Amai · 24/11/2018 21:55

Realistically speaking there are no professionals here. If he were to go to jail what good would that do anyone? Perhaps I should be brave and say he cant take the kids back because he keeps leaving them. Or if he does it again i will report him to the authorities. He is a work colleague of my husbands, but he is very strange.

OP posts:
Feefeetrixabelle · 24/11/2018 21:57

I’ve told you twice. There is a department of social welfare. If I could fin that with a google search so can you op Hmm

And you can’t just keep someone’s children unless you want to go to jail yourself ffs.

tenbob · 24/11/2018 21:58

Ok I'm out

There is a 4 year old non-verbal child being looked after by a traumatised 10 year old in a house with no adults and you can't be bothered to call anyone in authority who can either help in the short term, or speak to the parent about why this is unacceptable

Because he had a go at you previously

I don't know how you can live with yourself.

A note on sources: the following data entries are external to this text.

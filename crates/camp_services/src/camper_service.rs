use sqlx::{Row, SqliteConnection, SqlitePool};

use crate::types::{
    Activity, CampError, Camper, CamperDetail, CamperSignup, CreateCamperRequest,
    UpdateCamperRequest,
};

/// A service for creating, reading and patching campers.
pub struct CamperService {
    pool: SqlitePool,
}

impl CamperService {
    /// Creates a new instance of `CamperService` with the provided database connection pool.
    pub fn new(pool: SqlitePool) -> Self {
        Self { pool }
    }

    /// Lists every camper in storage order.
    pub async fn list_campers(&self) -> Result<Vec<Camper>, CampError> {
        let campers = sqlx::query_as::<_, Camper>("SELECT id, name, age FROM campers ORDER BY id")
            .fetch_all(&self.pool)
            .await?;

        Ok(campers)
    }

    /// Creates a new camper from an already validated request.
    pub async fn create_camper(&self, request: &CreateCamperRequest) -> Result<Camper, CampError> {
        let mut tx = self.pool.begin().await?;

        let camper = sqlx::query_as::<_, Camper>(
            r#"
            INSERT INTO campers (name, age)
            VALUES (?, ?)
            RETURNING id, name, age
            "#,
        )
        .bind(&request.name)
        .bind(request.age)
        .fetch_one(&mut *tx)
        .await?;

        tx.commit().await?;

        log::info!("🏕️ Created camper {} ({})", camper.id, camper.name);
        Ok(camper)
    }

    /// Retrieves a camper by ID.
    pub async fn get_camper(&self, camper_id: i64) -> Result<Camper, CampError> {
        sqlx::query_as::<_, Camper>("SELECT id, name, age FROM campers WHERE id = ?")
            .bind(camper_id)
            .fetch_optional(&self.pool)
            .await?
            .ok_or(CampError::CamperNotFound)
    }

    /// Retrieves a camper together with all of its signups and their activities.
    pub async fn get_camper_detail(&self, camper_id: i64) -> Result<CamperDetail, CampError> {
        let camper = self.get_camper(camper_id).await?;

        let mut conn = self.pool.acquire().await?;
        let signups = fetch_signups(&mut conn, camper_id).await?;

        Ok(CamperDetail {
            id: camper.id,
            name: camper.name,
            age: camper.age,
            signups,
        })
    }

    /// Applies the supplied fields of an already validated patch to a camper and
    /// returns its detail view, read in the same transaction as the write.
    /// Fields left out of the patch keep their current value.
    pub async fn update_camper(
        &self,
        camper_id: i64,
        request: &UpdateCamperRequest,
    ) -> Result<CamperDetail, CampError> {
        let mut tx = self.pool.begin().await?;

        let camper = sqlx::query_as::<_, Camper>(
            r#"
            UPDATE campers
            SET name = COALESCE(?, name),
                age = COALESCE(?, age)
            WHERE id = ?
            RETURNING id, name, age
            "#,
        )
        .bind(request.name.as_deref())
        .bind(request.age)
        .bind(camper_id)
        .fetch_optional(&mut *tx)
        .await?
        .ok_or(CampError::CamperNotFound)?;

        let signups = fetch_signups(&mut tx, camper_id).await?;

        tx.commit().await?;

        log::info!("✏️ Updated camper {}", camper.id);
        Ok(CamperDetail {
            id: camper.id,
            name: camper.name,
            age: camper.age,
            signups,
        })
    }
}

/// Loads a camper's signups with their activities joined in, oldest first.
async fn fetch_signups(
    conn: &mut SqliteConnection,
    camper_id: i64,
) -> Result<Vec<CamperSignup>, sqlx::Error> {
    let rows = sqlx::query(
        r#"
        SELECT
            s.id, s.time, s.camper_id, s.activity_id,
            a.name AS activity_name, a.difficulty
        FROM signups s
        JOIN activities a ON s.activity_id = a.id
        WHERE s.camper_id = ?
        ORDER BY s.id
        "#,
    )
    .bind(camper_id)
    .fetch_all(&mut *conn)
    .await?;

    let signups = rows
        .into_iter()
        .map(|row| CamperSignup {
            id: row.get("id"),
            time: row.get("time"),
            camper_id: row.get("camper_id"),
            activity_id: row.get("activity_id"),
            activity: Activity {
                id: row.get("activity_id"),
                name: row.get("activity_name"),
                difficulty: row.get("difficulty"),
            },
        })
        .collect();

    Ok(signups)
}
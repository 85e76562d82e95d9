use actix_web::web;
use camp_services::types::CampError;

use crate::{
    create_camper, create_signup, delete_activity, get_camper, health, list_activities,
    list_campers, update_camper,
};

/// JSON extractor configuration that turns unreadable bodies into validation errors
/// instead of actix's plain-text 400.
pub fn json_config() -> web::JsonConfig {
    web::JsonConfig::default().error_handler(|err, req| {
        log::warn!(
            "⚠️ Rejected request body for {} {}: {}",
            req.method(),
            req.path(),
            err
        );
        CampError::validation(format!("Invalid request body: {}", err)).into()
    })
}

/// Registers every camp route on the given service config.
pub fn configure(cfg: &mut web::ServiceConfig) {
    cfg.app_data(json_config())
        .route("/health", web::get().to(health))
        .service(
            web::resource("/campers")
                .route(web::get().to(list_campers))
                .route(web::post().to(create_camper)),
        )
        .service(
            web::resource("/campers/{id}")
                .route(web::get().to(get_camper))
                .route(web::patch().to(update_camper)),
        )
        .route("/activities", web::get().to(list_activities))
        .route("/activities/{id}", web::delete().to(delete_activity))
        .route("/signups", web::post().to(create_signup));
}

Those poor kids. They'll grow up one day and wonder how anyone could sink so low as to see their situation and do nothing because they wanted to preserve the status quo and social order.
Sickening

twattymctwatterson · 24/11/2018 21:59

Sorry I don't care if you have a posting history, I don't know anyone who would respond to this like the op

AutumnB · 24/11/2018 21:59

Those poor children ☹️

Amai · 24/11/2018 22:00

Feefeetrixabelle my only dealings with the SS have been friends telling me how corrupt they are. We are a very under funded country with the top dogs stealing left right and centre.

OP posts:
trojanpony · 24/11/2018 22:02

If they are in a gated community - they can afford a nanny at a minimum.

This is truly shocking stuff, a 10 year old cannot mind a 4 year old.

WTAF are the parents thinking? They need reporting even if that means a conviction or jail time.

what idiot thinks this is appropriate????